What I didn’t realize was how freeing it would be. All of a sudden I had made a choice solely based on what I thought I wanted in my life – or at least what I thought I didn’t want, without considering the expectations of others.
It made me happy.
Even though I spent the first few months of 2014 fully uncertain what would happen in my life come convocation, I was incredibly excited.
Then something awesome happened.
But I need to update you a little more before I do the big reveal ;)
I met Aurooba during my first few days living at International House, one of the student residences at the University of Alberta. She lived just down the hall. To this day I’m still not sure when or how we went from being acquaintances to friends. In reality, I think our period as acquaintances never really existed.
We both had big ideas and big dreams. We planned, set goals, laughed, and stayed up late for completely random and unexpected reasons. Something just clicked.
We made huge plans in first year. Though we didn’t know what it would be yet, we were going to follow our passions and build something together (and change the world, of course). Let me tell you, the plans seemed impossible, but that didn’t stop us.

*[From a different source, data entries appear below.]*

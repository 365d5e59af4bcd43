use std::collections::BTreeMap;

use async_trait::async_trait;
use js_sys::{Array, Function, Object, Promise, Reflect};
use shared::{HookError, OutgoingRequest, RequestHook};
use wasm_bindgen::{JsCast, JsValue};
use wasm_bindgen_futures::JsFuture;
use web_sys::AbortSignal;

use crate::transport::{js_message, AbortSlot};

/// The page's `onRequest` callback.
///
/// It is called with `{ method, url, headers }` and may edit `url` and
/// `headers` in place (a plain object, a `Headers` instance or any iterable of
/// pairs), or set `signal` to an `AbortSignal` to cancel the request later.
/// It may return a promise. Throwing or rejecting aborts the request.
#[derive(Debug, Clone)]
pub struct JsRequestHook {
    function: Function,
    abort: AbortSlot,
}

impl PartialEq for JsRequestHook {
    fn eq(&self, other: &Self) -> bool {
        self.function == other.function
    }
}

impl JsRequestHook {
    pub fn new(function: Function) -> Self {
        Self {
            function,
            abort: AbortSlot::default(),
        }
    }

    /// Same callback, handing any signal it attaches to `abort`.
    pub fn with_abort(&self, abort: AbortSlot) -> Self {
        Self {
            function: self.function.clone(),
            abort,
        }
    }
}

fn abort(err: JsValue) -> HookError {
    HookError::new(js_message(&err))
}

fn set(target: &Object, key: &str, value: &JsValue) -> Result<(), HookError> {
    Reflect::set(target, &JsValue::from_str(key), value)
        .map(|_| ())
        .map_err(abort)
}

fn get(target: &Object, key: &str) -> Result<JsValue, HookError> {
    Reflect::get(target, &JsValue::from_str(key)).map_err(abort)
}

fn insert_pair(headers: &mut BTreeMap<String, String>, pair: &JsValue) {
    let pair = Array::from(pair);
    if let (Some(name), Some(value)) = (pair.get(0).as_string(), pair.get(1).as_string()) {
        headers.insert(name, value);
    }
}

/// Reads whatever the hook left in `headers`. `None` means there was no header
/// bag to read, so the request keeps its own headers.
fn read_headers(value: &JsValue) -> Result<Option<BTreeMap<String, String>>, HookError> {
    if !value.is_object() {
        return Ok(None);
    }

    let mut headers = BTreeMap::new();
    match js_sys::try_iter(value).map_err(abort)? {
        // Headers, Map and arrays of pairs
        Some(entries) => {
            for entry in entries {
                insert_pair(&mut headers, &entry.map_err(abort)?);
            }
        }
        None => {
            for entry in Object::entries(value.unchecked_ref::<Object>()).iter() {
                insert_pair(&mut headers, &entry);
            }
        }
    }

    Ok(Some(headers))
}

#[async_trait(?Send)]
impl RequestHook for JsRequestHook {
    async fn before_send(&self, request: &mut OutgoingRequest) -> Result<(), HookError> {
        self.abort.take();

        let headers = Object::new();
        for (name, value) in &request.headers {
            set(&headers, name, &JsValue::from_str(value))?;
        }

        let init = Object::new();
        set(&init, "method", &JsValue::from_str(request.method.as_str()))?;
        set(&init, "url", &JsValue::from_str(&request.url))?;
        set(&init, "headers", &headers)?;

        let returned = self.function.call1(&JsValue::NULL, &init).map_err(abort)?;
        JsFuture::from(Promise::resolve(&returned))
            .await
            .map_err(abort)?;

        if let Some(url) = get(&init, "url")?.as_string() {
            request.url = url;
        }

        if let Some(headers) = read_headers(&get(&init, "headers")?)? {
            request.headers = headers;
        }

        if let Ok(signal) = get(&init, "signal")?.dyn_into::<AbortSignal>() {
            self.abort.put(signal);
        }

        Ok(())
    }
}
use yew::prelude::*;

use super::Bot;
use crate::props::WidgetProps;

const DEFAULT_BUTTON_COLOR: &str = "#3B81F6";
const DEFAULT_ICON_COLOR: &str = "white";

#[function_component]
pub fn Bubble(props: &WidgetProps) -> Html {
    let open = use_state(|| false);

    let onclick = {
        let open = open.clone();
        move |_: MouseEvent| open.set(!*open)
    };

    let button = props.config.button();
    let background = button
        .and_then(|b| b.background_color.clone())
        .unwrap_or_else(|| DEFAULT_BUTTON_COLOR.to_owned());
    let icon = button
        .and_then(|b| b.icon_color.clone())
        .unwrap_or_else(|| DEFAULT_ICON_COLOR.to_owned());

    html! {
        <>
            <button
                class="flowise-bubble__button"
                style={format!("background-color: {background}; color: {icon};")}
                {onclick}
            >
                { if *open { "×" } else { "💬" } }
            </button>
            if *open {
                <div class="flowise-bubble__window">
                    <Bot widget={props.clone()} />
                </div>
            }
        </>
    }
}
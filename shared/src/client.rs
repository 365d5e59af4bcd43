use std::collections::BTreeMap;
use std::fmt::Debug;
use std::rc::Rc;

use async_trait::async_trait;
use miette::Diagnostic;
use serde::de::DeserializeOwned;
use thiserror::Error;
use tracing::{debug, warn};

use crate::endpoints::{self, EndpointError};
use crate::request::{
    FormData, OutgoingBody, OutgoingRequest, RawResponse, RequestBody, RequestConfig,
    ResponsePayload, ResponseType,
};
use crate::types::{
    ChatbotConfig, DocumentChunksPage, DocumentStore, Feedback, FeedbackInput, FeedbackUpdate,
    FileDownloadRequest, IncomingInput, Lead, LeadCaptureInput, PredictionResponse,
    StreamingAvailability, UploadedAttachment, UpsertResult,
};

/// Sends one prepared request. Implementations do a single attempt with no
/// timeout and report any status code as a [`RawResponse`].
#[async_trait(?Send)]
pub trait ClientTransport {
    type Error: std::error::Error + 'static;

    async fn send_request(&self, request: OutgoingRequest) -> Result<RawResponse, Self::Error>;
}

#[derive(Error, Diagnostic, Debug, Clone, PartialEq, Eq)]
#[error("request aborted by hook: {reason}")]
pub struct HookError {
    pub reason: String,
}

impl HookError {
    pub fn new(reason: impl Into<String>) -> Self {
        Self {
            reason: reason.into(),
        }
    }
}

/// Runs before dispatch and may rewrite the outgoing request in place.
/// Returning an error aborts the request; hooks never see the response.
#[async_trait(?Send)]
pub trait RequestHook {
    async fn before_send(&self, request: &mut OutgoingRequest) -> Result<(), HookError>;
}

/// Inserts a fixed set of headers, overwriting existing values.
#[derive(Debug, Clone, Default)]
pub struct HeaderHook {
    headers: BTreeMap<String, String>,
}

impl HeaderHook {
    pub fn new() -> Self {
        Self::default()
    }

    pub fn header(mut self, name: impl Into<String>, value: impl Into<String>) -> Self {
        self.headers.insert(name.into(), value.into());
        self
    }
}

#[async_trait(?Send)]
impl RequestHook for HeaderHook {
    async fn before_send(&self, request: &mut OutgoingRequest) -> Result<(), HookError> {
        for (name, value) in &self.headers {
            request.headers.insert(name.clone(), value.clone());
        }
        Ok(())
    }
}

#[derive(Error, Diagnostic, Debug)]
pub enum ClientError<TransportError>
where
    TransportError: Debug + std::error::Error + 'static,
{
    #[error("network error")]
    Network(#[source] TransportError),
    #[error("server answered {status}: {body}")]
    Http { status: u16, body: String },
    #[error(transparent)]
    Request(EndpointError),
    #[error("could not serialize request body")]
    Serialization(#[source] serde_json::Error),
    #[error("could not decode response body")]
    Deserialization(#[source] serde_json::Error),
    #[error(transparent)]
    Aborted(HookError),
}

impl<E> ClientError<E>
where
    E: Debug + std::error::Error + 'static,
{
    pub fn status(&self) -> Option<u16> {
        match self {
            ClientError::Http { status, .. } => Some(*status),
            _ => None,
        }
    }
}

impl<E> From<EndpointError> for ClientError<E>
where
    E: Debug + std::error::Error + 'static,
{
    fn from(err: EndpointError) -> Self {
        ClientError::Request(err)
    }
}

pub type ApiResult<T, Transport> = Result<T, ClientError<<Transport as ClientTransport>::Error>>;

/// Flowise API client over any [`ClientTransport`].
pub struct Api<T> {
    transport: T,
    api_host: Option<String>,
    hooks: Vec<Rc<dyn RequestHook>>,
}

impl<T: Clone> Clone for Api<T> {
    fn clone(&self) -> Self {
        Self {
            transport: self.transport.clone(),
            api_host: self.api_host.clone(),
            hooks: self.hooks.clone(),
        }
    }
}

impl<T> Api<T>
where
    T: ClientTransport,
    T::Error: Debug,
{
    pub fn new(transport: T) -> Self {
        Self {
            transport,
            api_host: None,
            hooks: vec![],
        }
    }

    pub fn with_api_host(mut self, api_host: Option<String>) -> Self {
        self.api_host = api_host;
        self
    }

    pub fn with_hook(self, hook: impl RequestHook + 'static) -> Self {
        self.with_shared_hook(Rc::new(hook))
    }

    pub fn with_shared_hook(mut self, hook: Rc<dyn RequestHook>) -> Self {
        self.hooks.push(hook);
        self
    }

    pub fn api_host(&self) -> &str {
        endpoints::api_host(self.api_host.as_deref())
    }

    pub fn transport(&self) -> &T {
        &self.transport
    }

    fn host(&self) -> Option<&str> {
        self.api_host.as_deref()
    }

    /// Turns a [`RequestConfig`] into the request hooks and transports see.
    /// JSON bodies get `Content-Type: application/json`; forms get no
    /// content type so the transport can add the boundary.
    pub fn prepare(config: RequestConfig) -> ApiResult<OutgoingRequest, T> {
        let RequestConfig {
            method,
            url,
            body,
            mut headers,
            ..
        } = config;

        let body = match body {
            RequestBody::Empty => OutgoingBody::Empty,
            RequestBody::Json(value) => {
                let json = serde_json::to_string(&value).map_err(ClientError::Serialization)?;
                headers.retain(|name, _| !name.eq_ignore_ascii_case("content-type"));
                headers.insert("Content-Type".to_owned(), "application/json".to_owned());
                OutgoingBody::Json(json)
            }
            RequestBody::Form(form) => {
                headers.retain(|name, _| !name.eq_ignore_ascii_case("content-type"));
                OutgoingBody::Form(form)
            }
        };

        Ok(OutgoingRequest {
            method,
            url,
            headers,
            body,
        })
    }

    pub async fn send(&self, config: RequestConfig) -> ApiResult<ResponsePayload, T> {
        let response_type = config.response_type;
        let mut request = Self::prepare(config)?;

        for hook in &self.hooks {
            hook.before_send(&mut request)
                .await
                .map_err(ClientError::Aborted)?;
        }

        let method = request.method;
        let url = request.url.clone();
        debug!(%method, %url, "dispatching request");

        let response = self
            .transport
            .send_request(request)
            .await
            .map_err(ClientError::Network)?;

        if !response.is_success() {
            let body = String::from_utf8_lossy(&response.body).into_owned();
            warn!(%method, %url, status = response.status, "request failed");
            return Err(ClientError::Http {
                status: response.status,
                body,
            });
        }

        match response_type {
            ResponseType::Blob => Ok(ResponsePayload::Blob(response.body)),
            ResponseType::Json => {
                if response.body.iter().all(u8::is_ascii_whitespace) {
                    return Ok(ResponsePayload::Json(serde_json::Value::Null));
                }
                let value =
                    serde_json::from_slice(&response.body).map_err(ClientError::Deserialization)?;
                Ok(ResponsePayload::Json(value))
            }
        }
    }

    pub async fn send_json<R: DeserializeOwned>(&self, config: RequestConfig) -> ApiResult<R, T> {
        let value = match self.send(config).await? {
            ResponsePayload::Json(value) => value,
            ResponsePayload::Blob(bytes) => {
                serde_json::from_slice(&bytes).map_err(ClientError::Deserialization)?
            }
        };
        serde_json::from_value(value).map_err(ClientError::Deserialization)
    }

    pub async fn send_message(
        &self,
        chatflowid: &str,
        body: &IncomingInput,
    ) -> ApiResult<PredictionResponse, T> {
        let config = endpoints::send_message(self.host(), chatflowid, body)?;
        self.send_json(config).await
    }

    pub async fn create_feedback(
        &self,
        chatflowid: &str,
        body: &FeedbackInput,
    ) -> ApiResult<Feedback, T> {
        let config = endpoints::create_feedback(self.host(), chatflowid, body)?;
        self.send_json(config).await
    }

    pub async fn update_feedback(&self, id: &str, body: &FeedbackUpdate) -> ApiResult<Feedback, T> {
        let config = endpoints::update_feedback(self.host(), id, body)?;
        self.send_json(config).await
    }

    pub async fn create_attachment(
        &self,
        chatflowid: &str,
        chat_id: &str,
        form: FormData,
    ) -> ApiResult<Vec<UploadedAttachment>, T> {
        let config = endpoints::create_attachment(self.host(), chatflowid, chat_id, form)?;
        self.send_json(config).await
    }

    pub async fn upsert_vector_store(
        &self,
        chatflowid: &str,
        form: FormData,
    ) -> ApiResult<UpsertResult, T> {
        let config = endpoints::upsert_vector_store(self.host(), chatflowid, form)?;
        self.send_json(config).await
    }

    pub async fn get_chatbot_config(&self, chatflowid: &str) -> ApiResult<ChatbotConfig, T> {
        let config = endpoints::get_chatbot_config(self.host(), chatflowid)?;
        self.send_json(config).await
    }

    pub async fn is_stream_available(
        &self,
        chatflowid: &str,
    ) -> ApiResult<StreamingAvailability, T> {
        let config = endpoints::is_stream_available(self.host(), chatflowid)?;
        self.send_json(config).await
    }

    pub async fn download_file(&self, body: &FileDownloadRequest) -> ApiResult<Vec<u8>, T> {
        let config = endpoints::download_file(self.host(), body)?;
        match self.send(config).await? {
            ResponsePayload::Blob(bytes) => Ok(bytes),
            ResponsePayload::Json(value) => {
                serde_json::to_vec(&value).map_err(ClientError::Serialization)
            }
        }
    }

    pub async fn add_lead(&self, body: &LeadCaptureInput) -> ApiResult<Lead, T> {
        let config = endpoints::add_lead(self.host(), body)?;
        self.send_json(config).await
    }

    pub async fn get_document_store(&self, id: &str) -> ApiResult<DocumentStore, T> {
        let config = endpoints::get_document_store(self.host(), id)?;
        self.send_json(config).await
    }

    pub async fn get_document_chunks(
        &self,
        store_id: &str,
        loader_id: &str,
        page_no: u32,
    ) -> ApiResult<DocumentChunksPage, T> {
        let config = endpoints::get_document_chunks(self.host(), store_id, loader_id, page_no)?;
        self.send_json(config).await
    }
}
use std::fs::OpenOptions;
use std::io::Write;
use std::path::{Path, PathBuf};
use std::sync::{Arc, Mutex};

use anyhow::Context;
use chrono::{SecondsFormat, Utc};
use serde_json::{json, Map, Value};

use crate::generation::StudioPhase;

pub type EventPayload = Map<String, Value>;

/// Append-only structured log of a studio session (`events.jsonl`).
///
/// Every line is one compact JSON object carrying `type`, `session_id`,
/// `seq`, `phase` and `ts`, followed by the caller payload. Payload keys win
/// on collision. `seq` counts the lines of the session from zero in file
/// order; `phase` is the studio phase when the event was recorded.
/// Clones share the same file and counter, so worker threads can log too.
#[derive(Debug, Clone)]
pub struct EventWriter {
    inner: Arc<EventWriterInner>,
}

#[derive(Debug)]
struct EventWriterInner {
    path: PathBuf,
    session_id: String,
    next_seq: Mutex<u64>,
}

impl EventWriter {
    pub fn new(path: impl Into<PathBuf>, session_id: impl Into<String>) -> Self {
        Self {
            inner: Arc::new(EventWriterInner {
                path: path.into(),
                session_id: session_id.into(),
                next_seq: Mutex::new(0),
            }),
        }
    }

    pub fn path(&self) -> &Path {
        &self.inner.path
    }

    pub fn session_id(&self) -> &str {
        &self.inner.session_id
    }

    pub fn emit(
        &self,
        event_type: &str,
        phase: StudioPhase,
        payload: EventPayload,
    ) -> anyhow::Result<Value> {
        if let Some(parent) = self.inner.path.parent() {
            std::fs::create_dir_all(parent)
                .with_context(|| format!("failed to create {}", parent.display()))?;
        }

        let mut next_seq = self
            .inner
            .next_seq
            .lock()
            .map_err(|_| anyhow::anyhow!("event writer lock poisoned"))?;
        let mut event = Map::new();
        event.insert("type".to_string(), json!(event_type));
        event.insert("session_id".to_string(), json!(self.inner.session_id));
        event.insert("seq".to_string(), json!(*next_seq));
        event.insert("phase".to_string(), json!(phase.as_str()));
        event.insert("ts".to_string(), json!(now_utc_iso()));
        event.extend(payload);

        let line = serde_json::to_string(&event)?;
        let mut file = OpenOptions::new()
            .create(true)
            .append(true)
            .open(&self.inner.path)
            .with_context(|| format!("failed to open {}", self.inner.path.display()))?;
        file.write_all(format!("{line}\n").as_bytes())?;
        // Only lines that reached the file consume a number.
        *next_seq += 1;

        Ok(Value::Object(event))
    }
}

fn now_utc_iso() -> String {
    Utc::now().to_rfc3339_opts(SecondsFormat::Micros, false)
}
mod command_registry;
mod intent_parser;
mod messages;

pub use command_registry::CHAT_HELP_COMMANDS;
pub use intent_parser::{parse_intent, Intent, IntentAction};
pub use messages::{ChatMessage, ConversationLog, MessageRole};
#[derive(Clone, Copy, Debug)]
pub(crate) struct CommandSpec {
    pub command: &'static str,
    pub action: CommandKind,
}

#[derive(Clone, Copy, Debug, PartialEq, Eq)]
pub(crate) enum CommandKind {
    Split,
    Layers,
    Help,
}

pub(crate) const OPTIONAL_ARG_COMMANDS: &[CommandSpec] = &[CommandSpec {
    command: "split",
    action: CommandKind::Split,
}];

pub(crate) const NO_ARG_COMMANDS: &[CommandSpec] = &[
    CommandSpec {
        command: "layers",
        action: CommandKind::Layers,
    },
    CommandSpec {
        command: "help",
        action: CommandKind::Help,
    },
];

pub const CHAT_HELP_COMMANDS: &[&str] = &["/split [asset-id]", "/layers", "/help"];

But with all of my mind-changing over the next couple years, those big plans were pushed to the back of my mind.
Until about 9 months ago, when Aurooba basically said to me: “Let’s do this.” (Yes – this is the awesome thing I hinted at.)
And we did. We are.
We’ve come a very long way with PHOENIX|D since then, just recently launching our new website. (Which, by the way, I am still super excited about!)
But I’ve also come a long way since my childhood goal of becoming a Veterinarian. It might seem strange for some of you to imagine going from animals to medicine + bones + muscles to design + code, but there are many of you that will understand.
I’m on a new adventure now, and this is something I’ve never been so excited about. If I hadn’t changed my mind so many times, there is no way I would have ended up where I am.
The point is that it’s okay to change your mind. Even if you’ve already told everyone. It’s okay to stop doing something that doesn’t feel right anymore. It’s okay to go against the grain of what people expect.
Think about it like this: if something you tried out isn’t making you as happy as you thought it would, you’ve just learned something about yourself. You should be celebrating, because now you can focus your energy on finding something that does make you happy.
And if that requires you to completely change your mind, please do it.
At the risk of sounding cliche, it really is your life.